/ Egor Aleev/TASS
Ausländische Weine könnten bald schon aus den Regalen russischer Supermärkte verschwinden. Das Finanzministerium des Landes hat die ermäßigte Verbrauchssteuer auf Importweine vor wenigen Tagen per Dekret aufgehoben. Das russische Wirtschaftsblatt „Kommersant“ rechnet vor, dass durch den Beschluss des Ministeriums bis zu 80 Prozent der ausländischen Weinmarken für den russischen Verbraucher unerschwinglich würden.

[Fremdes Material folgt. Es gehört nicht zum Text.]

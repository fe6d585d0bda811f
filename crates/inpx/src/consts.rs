/// Archive entry holding the collection version string.
pub const VERSION_INFO: &str = "version.info";
/// Archive entry describing the collection.
pub const COLLECTION_INFO: &str = "collection.info";
/// Archive entry overriding the listing field order.
pub const STRUCTURE_INFO: &str = "structure.info";

pub(crate) const LISTING_EXTENSION: &str = "inp";
pub(crate) const BOOK_ARCHIVE_EXTENSION: &str = "zip";

pub(crate) const FIELD_SEPARATOR: char = '\u{4}';
pub(crate) const LIST_SEPARATOR: char = ':';
pub(crate) const NAME_SEPARATOR: char = ',';
pub(crate) const KEYWORD_SEPARATOR: char = ',';
pub(crate) const STRUCTURE_SEPARATOR: char = ';';

/// Field order used when the archive carries no `structure.info`.
pub(crate) const DEFAULT_STRUCTURE: &str = "AUTHOR;GENRE;TITLE;SERIES;SERNO;FILE;SIZE;LIBID;DEL;EXT;DATE;LANG;LIBRATE;KEYWORDS;";
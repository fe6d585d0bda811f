mod author;
mod info;
mod record;

pub use self::author::Author;
pub use self::info::CollectionInfo;
pub use self::record::RawRecord;
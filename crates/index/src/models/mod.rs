mod book;
mod row;

pub use self::book::{Book, BookFile, Series};
pub(crate) use self::row::BookRow;
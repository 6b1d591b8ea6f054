//! Shared types used across the toolbridge helpers.

use anyhow::Result;
use serde::{Deserialize, Serialize};
use std::collections::HashMap;
use std::fmt;
use std::sync::Arc;

/// Conventional name of the implicit receiver parameter. Parameter specs
/// carrying this name are skipped during adaptation.
pub const RECEIVER_PARAM: &str = "self";

/// Name given to a foreign tool that carries none.
pub const UNNAMED_TOOL: &str = "Unnamed Tool";

/// A tool's callable entry point. Takes the argument object the tool was
/// invoked with and returns its textual output.
pub type ToolFn = Arc<dyn Fn(serde_json::Value) -> Result<String> + Send + Sync>;

// ---------------------------------------------------------------------------
// Parameter types
// ---------------------------------------------------------------------------

/// Declared type of a tool parameter.
#[derive(Debug, Clone, Copy, PartialEq, Eq, Serialize, Deserialize)]
#[serde(rename_all = "snake_case")]
pub enum ParamType {
    String,
    Integer,
    Number,
    Boolean,
    Object,
    Array,
    /// Accepts any value; used when a parameter carries no annotation.
    Any,
}

impl fmt::Display for ParamType {
    fn fmt(&self, f: &mut fmt::Formatter<'_>) -> fmt::Result {
        match self {
            Self::String => write!(f, "string"),
            Self::Integer => write!(f, "integer"),
            Self::Number => write!(f, "number"),
            Self::Boolean => write!(f, "boolean"),
            Self::Object => write!(f, "object"),
            Self::Array => write!(f, "array"),
            Self::Any => write!(f, "any"),
        }
    }
}

/// One formal parameter of a foreign tool's callable, in declaration order.
#[derive(Debug, Clone, Serialize, Deserialize)]
pub struct ParamSpec {
    pub name: String,
    /// Declared type annotation, if any.
    pub type_tag: Option<ParamType>,
}

impl ParamSpec {
    pub fn new(name: impl Into<String>, type_tag: Option<ParamType>) -> Self {
        Self {
            name: name.into(),
            type_tag,
        }
    }
}

/// Per-argument metadata a foreign tool publishes alongside its callable.
#[derive(Debug, Clone, Serialize, Deserialize)]
pub struct ArgMetadata {
    pub description: String,
}

impl ArgMetadata {
    pub fn new(description: impl Into<String>) -> Self {
        Self {
            description: description.into(),
        }
    }
}

// ---------------------------------------------------------------------------
// Tool representations
// ---------------------------------------------------------------------------

/// A tool as published by the source framework: a callable entry point plus
/// its parameter list and per-argument metadata, all exposed as data.
#[derive(Clone)]
pub struct ForeignTool {
    pub name: Option<String>,
    pub description: String,
    /// The callable entry point. Absence is a precondition violation
    /// surfaced by the adapter.
    pub forward: Option<ToolFn>,
    /// Formal parameters of `forward`, in declaration order.
    pub params: Vec<ParamSpec>,
    /// Argument metadata keyed by parameter name. Every non-receiver entry
    /// in `params` must have a matching key here.
    pub inputs: HashMap<String, ArgMetadata>,
}

impl fmt::Debug for ForeignTool {
    fn fmt(&self, f: &mut fmt::Formatter<'_>) -> fmt::Result {
        f.debug_struct("ForeignTool")
            .field("name", &self.name)
            .field("description", &self.description)
            .field("forward", &self.forward.as_ref().map(|_| "<fn>"))
            .field("params", &self.params)
            .field("inputs", &self.inputs)
            .finish()
    }
}

/// A tool in the target framework's shape: name, description, callable and a
/// structural validation schema for its arguments.
#[derive(Clone)]
pub struct TargetTool {
    pub name: String,
    pub description: String,
    /// Same allocation as the foreign tool's `forward`; the adapter never
    /// wraps or renames the callable.
    pub func: ToolFn,
    pub args_schema: crate::schema::ArgsSchema,
}

impl fmt::Debug for TargetTool {
    fn fmt(&self, f: &mut fmt::Formatter<'_>) -> fmt::Result {
        f.debug_struct("TargetTool")
            .field("name", &self.name)
            .field("description", &self.description)
            .field("func", &"<fn>")
            .field("args_schema", &self.args_schema)
            .finish()
    }
}
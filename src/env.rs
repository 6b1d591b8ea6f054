//! Credential and configuration loading from the process environment.

use crate::logging::LogLevel;
use std::env;

pub const OPENAI_API_KEY: &str = "OPENAI_API_KEY";
pub const SERPER_API_KEY: &str = "SERPER_API_KEY";
pub const HUGGINGFACE_API_KEY: &str = "HUGGINGFACE_API_KEY";
pub const LOG_LEVEL: &str = "LOG_LEVEL";

/// Credentials and settings read from the environment. Loaded once at
/// process start; absent keys stay `None` and the log level falls back to
/// `warning`.
#[derive(Debug, Clone, Default)]
pub struct EnvConfig {
    pub openai_api_key: Option<String>,
    pub serper_api_key: Option<String>,
    pub huggingface_api_key: Option<String>,
    pub log_level: LogLevel,
}

impl EnvConfig {
    /// Load a `.env` file if one is present, then read from the process
    /// environment.
    pub fn load() -> Self {
        let _ = dotenvy::dotenv();
        Self::from_env()
    }

    /// Read from the process environment only. An unset or unparseable
    /// `LOG_LEVEL` yields the default rather than an error.
    pub fn from_env() -> Self {
        Self {
            openai_api_key: env::var(OPENAI_API_KEY).ok(),
            serper_api_key: env::var(SERPER_API_KEY).ok(),
            huggingface_api_key: env::var(HUGGINGFACE_API_KEY).ok(),
            log_level: env::var(LOG_LEVEL)
                .ok()
                .and_then(|v| v.parse().ok())
                .unwrap_or_default(),
        }
    }
}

Bislang konnten bestimmte Importweine mit einem Steuerrabat gehandelt werden. Dies galt für Produkte mit einem „geschützten geografischen Kennzeichen“ und einer „geschützten Herkunftsmarke“. Nun will das Finanzministerium die heimischen Weinproduzenten schützen. Die ermäßigte Steuer soll demnach nur noch für russische Weine gelten.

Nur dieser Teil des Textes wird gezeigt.